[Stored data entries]
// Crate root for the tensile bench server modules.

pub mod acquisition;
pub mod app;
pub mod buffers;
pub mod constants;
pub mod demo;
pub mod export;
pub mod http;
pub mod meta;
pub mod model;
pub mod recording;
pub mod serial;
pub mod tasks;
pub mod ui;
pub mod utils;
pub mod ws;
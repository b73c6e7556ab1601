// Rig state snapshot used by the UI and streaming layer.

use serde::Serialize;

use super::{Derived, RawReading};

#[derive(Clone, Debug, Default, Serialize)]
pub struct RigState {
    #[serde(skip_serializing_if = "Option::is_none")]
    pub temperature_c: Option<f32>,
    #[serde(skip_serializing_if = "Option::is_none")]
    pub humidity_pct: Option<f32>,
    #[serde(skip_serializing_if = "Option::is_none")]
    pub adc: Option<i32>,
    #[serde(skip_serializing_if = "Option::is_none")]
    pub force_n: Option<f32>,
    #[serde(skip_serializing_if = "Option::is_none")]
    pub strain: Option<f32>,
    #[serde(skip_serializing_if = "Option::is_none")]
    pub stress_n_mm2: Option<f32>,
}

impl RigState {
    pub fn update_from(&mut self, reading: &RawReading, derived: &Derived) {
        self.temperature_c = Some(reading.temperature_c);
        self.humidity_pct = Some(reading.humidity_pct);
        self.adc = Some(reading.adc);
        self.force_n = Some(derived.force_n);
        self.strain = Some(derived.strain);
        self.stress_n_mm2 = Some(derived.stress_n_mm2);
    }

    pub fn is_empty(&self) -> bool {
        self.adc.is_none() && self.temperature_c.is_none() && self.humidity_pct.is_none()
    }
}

■ WORK ORDER: The lines to return begin at the first line of the records and end at the line holding "pub struct RigState"; please return them exactly, including both, and nothing beyond.

■ RESULT BELOW:
// Crate root for the tensile bench server modules.

pub mod acquisition;
pub mod app;
pub mod buffers;
pub mod constants;
pub mod demo;
pub mod export;
pub mod http;
pub mod meta;
pub mod model;
pub mod recording;
pub mod serial;
pub mod tasks;
pub mod ui;
pub mod utils;
pub mod ws;
repository b73c6e7556ab1601
// Rig state snapshot used by the UI and streaming layer.

use serde::Serialize;

use super::{Derived, RawReading};

#[derive(Clone, Debug, Default, Serialize)]
pub struct RigState {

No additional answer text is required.